# Acoustic Treatment Project



## jagman (Jul 8, 2006)

Well, I've been working on my acoustics lately. 

I have bass traps in the corners and along the rear wall. I used 2'x4x'2" 8# mineral wool panels. In the vertical corners the traps go floor to ceiling and are three panels deep. I am in the process of building the bass trap wall behind the seated position. It is a 4'x8' "wall" two panels deep and will be located about 1' in from the rear wall. It's main purpose is to thwart the main low frequency trough associated with cancellation from the rear wall reflection. I also have 2'x4'x2" 3# rigid fiberglass for 1st reflections (all will be one panel deep). There will be 4'x4' absorbers right and left, a 4'x8' ceiling cloud, and three 2'x4' absorbers on the front wall. Last but not least there will be a 1' wide ring of 3# faced 2" rigid fiberglass going 360' around the room at the wall/ceiling junctions. 

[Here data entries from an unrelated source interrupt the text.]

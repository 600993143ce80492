use std::fmt;
use std::sync::Arc;

use async_trait::async_trait;
use fi_core::{ClassificationResult, ModelKind, Result};

use crate::Config;

pub mod remote;

pub use remote::ClassificationClient;

#[async_trait]
pub trait Classifier: Send + Sync + fmt::Debug {
    fn name(&self) -> &str;

    /// Classify `text` with the selected model. One request per call, no retry.
    async fn classify(&self, text: &str, model: ModelKind) -> Result<ClassificationResult>;
}

pub fn create_classifier(config: &Config) -> Result<Arc<dyn Classifier>> {
    Ok(Arc::new(ClassificationClient::new(config)?))
}
pub mod feed;
pub mod nav;
pub mod notifications;
pub mod popup;
pub mod predict;
pub mod recommend;
pub mod settings;
pub mod state;

pub use feed::FeedView;
pub use nav::{Anchor, NavBar, Route, UserMenuEntry};
pub use notifications::{Notification, NotificationCenter, NotificationKind};
pub use popup::Popup;
pub use predict::{PredictView, PredictionRequest, RequestStatus, SAMPLE_TEXTS};
pub use recommend::{LoadState, RecommendView};
pub use settings::{Setting, Settings};
pub use state::ViewState;

pub mod prelude {
    pub use super::{FeedView, NavBar, PredictView, RecommendView, Route, ViewState};
}
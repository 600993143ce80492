//! Home feed: category tabs, search box, featured story and the article dialog.

use fi_core::{CategoryFilter, NewsItem};
use fi_storage::NewsCatalog;
use tracing::debug;

use crate::Popup;

#[derive(Debug, Clone)]
pub struct FeedView {
    catalog: NewsCatalog,
    category: String,
    search: String,
    visible: Vec<NewsItem>,
    pub dialog: Popup<NewsItem>,
}

impl FeedView {
    pub fn new(catalog: NewsCatalog) -> Self {
        let mut view = Self {
            catalog,
            category: CategoryFilter::WILDCARD.to_string(),
            search: String::new(),
            visible: Vec::new(),
            dialog: Popup::Closed,
        };
        view.apply_filter();
        view
    }

    pub fn catalog(&self) -> &NewsCatalog {
        &self.catalog
    }

    /// Raw value of the active tab.
    pub fn category(&self) -> &str {
        &self.category
    }

    /// Active tab as a filter, `None` when the tab names no known category.
    pub fn active_filter(&self) -> Option<CategoryFilter> {
        self.category.parse().ok()
    }

    pub fn search(&self) -> &str {
        &self.search
    }

    pub fn select_category(&mut self, tab: &str) {
        self.category = tab.to_string();
        self.apply_filter();
    }

    pub fn select_filter(&mut self, filter: CategoryFilter) {
        self.select_category(&filter.to_string());
    }

    pub fn set_search(&mut self, text: &str) {
        self.search = text.to_string();
        self.apply_filter();
    }

    fn apply_filter(&mut self) {
        self.visible = self.catalog.query(&self.category, &self.search);
        debug!(
            "Feed filter category={:?} search={:?} -> {} items",
            self.category,
            self.search,
            self.visible.len()
        );
    }

    pub fn visible(&self) -> &[NewsItem] {
        &self.visible
    }

    pub fn featured(&self) -> Option<&NewsItem> {
        NewsCatalog::featured(&self.visible)
    }

    /// Open the detail dialog for the item with `id`. Returns false for unknown ids.
    pub fn read_more(&mut self, id: u32) -> bool {
        match self.catalog.get(id) {
            Some(item) => {
                let item = item.clone();
                debug!("Opening article {} ({})", item.id, item.title);
                self.dialog.open(item);
                true
            }
            None => false,
        }
    }

    /// Close button and backdrop click both land here.
    pub fn close_article(&mut self) {
        self.dialog.close();
    }

    pub fn selected_article(&self) -> Option<&NewsItem> {
        self.dialog.payload()
    }
}

#[cfg(test)]
mod tests {
    use super::*;
    use fi_core::Category;
    use fi_storage::MemorySource;

    fn view() -> FeedView {
        FeedView::new(NewsCatalog::new(MemorySource::seeded().items().to_vec()))
    }

    #[test]
    fn test_initial_state_shows_everything() {
        let view = view();
        assert_eq!(view.category(), "all");
        assert_eq!(view.active_filter(), Some(CategoryFilter::All));
        assert_eq!(view.visible().len(), 8);
        assert_eq!(view.featured().map(|i| i.id), Some(1));
        assert!(view.selected_article().is_none());
    }

    #[test]
    fn test_unknown_tab_shows_nothing() {
        let mut view = view();
        view.select_category("Weather");
        assert_eq!(view.active_filter(), None);
        assert!(view.visible().is_empty());
        assert!(view.featured().is_none());
    }

    #[test]
    fn test_select_filter() {
        let mut view = view();
        view.select_filter(CategoryFilter::Only(Category::Entertainment));
        assert_eq!(view.category(), "Entertainment");
        assert_eq!(view.visible().len(), 1);
        assert_eq!(view.featured().map(|i| i.id), Some(4));
    }

    #[test]
    fn test_read_more_unknown_id() {
        let mut view = view();
        assert!(!view.read_more(42));
        assert!(!view.dialog.is_open());
    }
}
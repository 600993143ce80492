#[derive(Debug, Clone, Copy, PartialEq, Eq)]
pub enum Setting {
    DarkMode,
    EmailNotifications,
    MarketingEmails,
}

#[derive(Debug, Clone, Copy, PartialEq, Eq)]
pub struct Settings {
    pub dark_mode: bool,
    pub email_notifications: bool,
    pub marketing_emails: bool,
}

impl Default for Settings {
    fn default() -> Self {
        Self {
            dark_mode: false,
            email_notifications: true,
            marketing_emails: false,
        }
    }
}

impl Settings {
    pub fn get(&self, setting: Setting) -> bool {
        match setting {
            Setting::DarkMode => self.dark_mode,
            Setting::EmailNotifications => self.email_notifications,
            Setting::MarketingEmails => self.marketing_emails,
        }
    }

    /// Flip a switch and return its new value.
    pub fn toggle(&mut self, setting: Setting) -> bool {
        let slot = match setting {
            Setting::DarkMode => &mut self.dark_mode,
            Setting::EmailNotifications => &mut self.email_notifications,
            Setting::MarketingEmails => &mut self.marketing_emails,
        };
        *slot = !*slot;
        *slot
    }
}
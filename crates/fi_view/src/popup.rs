/// Two-state widget: closed, or open with the payload it was opened for.
#[derive(Debug, Clone, PartialEq)]
pub enum Popup<T> {
    Closed,
    Open(T),
}

impl<T> Default for Popup<T> {
    fn default() -> Self {
        Popup::Closed
    }
}

impl<T> Popup<T> {
    pub fn open(&mut self, payload: T) {
        *self = Popup::Open(payload);
    }

    /// Close and hand back whatever the popup was showing.
    pub fn close(&mut self) -> Option<T> {
        match std::mem::take(self) {
            Popup::Open(payload) => Some(payload),
            Popup::Closed => None,
        }
    }

    pub fn is_open(&self) -> bool {
        matches!(self, Popup::Open(_))
    }

    pub fn payload(&self) -> Option<&T> {
        match self {
            Popup::Open(payload) => Some(payload),
            Popup::Closed => None,
        }
    }
}
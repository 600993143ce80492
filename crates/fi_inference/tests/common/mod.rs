#![allow(dead_code)]

use axum::Router;
use tokio::net::TcpListener;

/// Serve `app` on an ephemeral local port and return its base URL.
pub async fn spawn_backend(app: Router) -> String {
    let listener = TcpListener::bind("127.0.0.1:0").await.unwrap();
    let addr = listener.local_addr().unwrap();
    tokio::spawn(async move {
        axum::serve(listener, app).await.unwrap();
    });
    format!("http://{}", addr)
}

/// Base URL of a local port nothing listens on.
pub async fn unreachable_backend() -> String {
    let listener = TcpListener::bind("127.0.0.1:0").await.unwrap();
    let addr = listener.local_addr().unwrap();
    drop(listener);
    format!("http://{}", addr)
}
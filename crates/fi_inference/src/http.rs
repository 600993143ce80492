use std::fmt;

use fi_core::{Error, Result};
use reqwest::{Client, RequestBuilder};
use serde::de::DeserializeOwned;
use url::Url;

use crate::Config;

/// Thin JSON-over-HTTP wrapper shared by the service clients.
#[derive(Clone)]
pub(crate) struct ApiClient {
    client: Client,
    base_url: Url,
}

impl fmt::Debug for ApiClient {
    fn fmt(&self, f: &mut fmt::Formatter<'_>) -> fmt::Result {
        f.debug_struct("ApiClient")
            .field("client", &"<reqwest::Client>")
            .field("base_url", &self.base_url.as_str())
            .finish()
    }
}

impl ApiClient {
    pub(crate) fn new(config: &Config) -> Result<Self> {
        let mut builder = Client::builder();
        if let Some(timeout) = config.timeout {
            builder = builder.timeout(timeout);
        }
        Ok(Self {
            client: builder.build()?,
            base_url: config.base_url.clone(),
        })
    }

    pub(crate) fn client(&self) -> &Client {
        &self.client
    }

    /// Append path segments to the base URL. Each segment is percent-encoded.
    pub(crate) fn endpoint<'a>(&self, segments: impl IntoIterator<Item = &'a str>) -> Result<Url> {
        let mut url = self.base_url.clone();
        url.path_segments_mut()
            .map_err(|_| Error::InvalidUrl(format!("{} cannot be used as a base URL", self.base_url)))?
            .pop_if_empty()
            .extend(segments);
        Ok(url)
    }

    /// Send the request and decode a JSON body. Transport failures, non-2xx
    /// statuses and undecodable bodies each map to their own error.
    pub(crate) async fn send_json<T: DeserializeOwned>(&self, request: RequestBuilder) -> Result<T> {
        let response = request.send().await.map_err(transport_error)?;
        let status = response.status();
        if !status.is_success() {
            return Err(Error::Status {
                status: status.as_u16(),
                url: response.url().to_string(),
            });
        }
        let body = response.bytes().await.map_err(transport_error)?;
        serde_json::from_slice(&body).map_err(|e| Error::InvalidResponse(e.to_string()))
    }
}

fn transport_error(err: reqwest::Error) -> Error {
    if err.is_timeout() {
        Error::Timeout
    } else {
        Error::Http(err)
    }
}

The corner traps are up and all the wood has been cut for the structural support of everything else. I also have all the fabric I'll need, so it shouldn't be too long before I'm done.


----------



## Sir Terrence (Jun 8, 2006)

jagman said:


> Well, I've been working on my acoustics lately.
> 
> I have bass traps in the corners and along the rear wall. I used 2'x4x'2" 8# mineral wool panels. In the vertical corners the traps go floor to ceiling and are three panels deep. I am in the process of building the bass trap wall behind the seated position. It is a 4'x8' "wall" two panels deep and will be located about 1' in from the rear wall. It's main purpose is to thwart the main low frequency trough associated with cancellation from the rear wall reflection. I also have 2'x4'x2" 3# rigid fiberglass for 1st reflections (all will be one panel deep). There will be 4'x4' absorbers right and left, a 4'x8' ceiling cloud, and three 2'x4' absorbers on the front wall. Last but not least there will be a 1' wide ring of 3# faced 2" rigid fiberglass going 360' around the room at the wall/ceiling junctions.
> 
> The corner traps are up and all the wood has been cut for the structural support of everything else. I also have all the fabric I'll need, so it shouldn't be too long before I'm done.


Jagman,
Keep in mind that all acoustical treatment is not absorption. Treating your room is a combination of absorption, diffusion and abbifusion(absorption and diffusion tied together) One of the things I have noticed when people tackle this issue is they tend to think only absorbtion, and not any of the others. Make sure before you add alot of acoustic material to the walls that you measure, measure, measure. Most people tend to overdamp the room when treating it.


----------



## jagman (Jul 8, 2006)

I hear you. Aside from the treatments, the only furniture in the room are the TV, the sound system and one couch. The room is a 3,000 cubic ft rectangle. It's crazy... I've never before heard so much slap echo in a room. Since the seated position is only about 4 feet from the rear wall, I figured absorption behind it is best. My understanding is diffusion works better from a distance. I may consider diffusion on the right and left wall at the 1st reflection point sometime down the road. Carlos has suggested diffusion laterally adds more space. Who knows if that's true, but if I don't like the absorption, it may be worthwhile to make some DIY diffusors. Since the ring around the wall/ceiling junction is reflective, 41% of the surface space will be absorptive (including 100% of the floor as it is carpeted). As for abbifusion, I don't know much about it. Does anyone have any good links?


----------



## F1 fan (Jul 6, 2006)

jagman,

here is a cool site with a calculator for QRD type diffusers.http://www.mhsoft.nl/user/ac.asp


----------



## Sir Terrence (Jun 8, 2006)

jagman said:


> I hear you. Aside from the treatments, the only furniture in the room are the TV, the sound system and one couch. The room is a 3,000 cubic ft rectangle. It's crazy... I've never before heard so much slap echo in a room. Since the seated position is only about 4 feet from the rear wall, I figured absorption behind it is best. My understanding is diffusion works better from a distance. I may consider diffusion on the right and left wall at the 1st reflection point sometime down the road. Carlos has suggested diffusion laterally adds more space. Who knows if that's true, but if I don't like the absorption, it may be worthwhile to make some DIY diffusors. Since the ring around the wall/ceiling junction is reflective, 41% of the surface space will be absorptive (including 100% of the floor as it is carpeted). As for abbifusion, I don't know much about it. Does anyone have any good links?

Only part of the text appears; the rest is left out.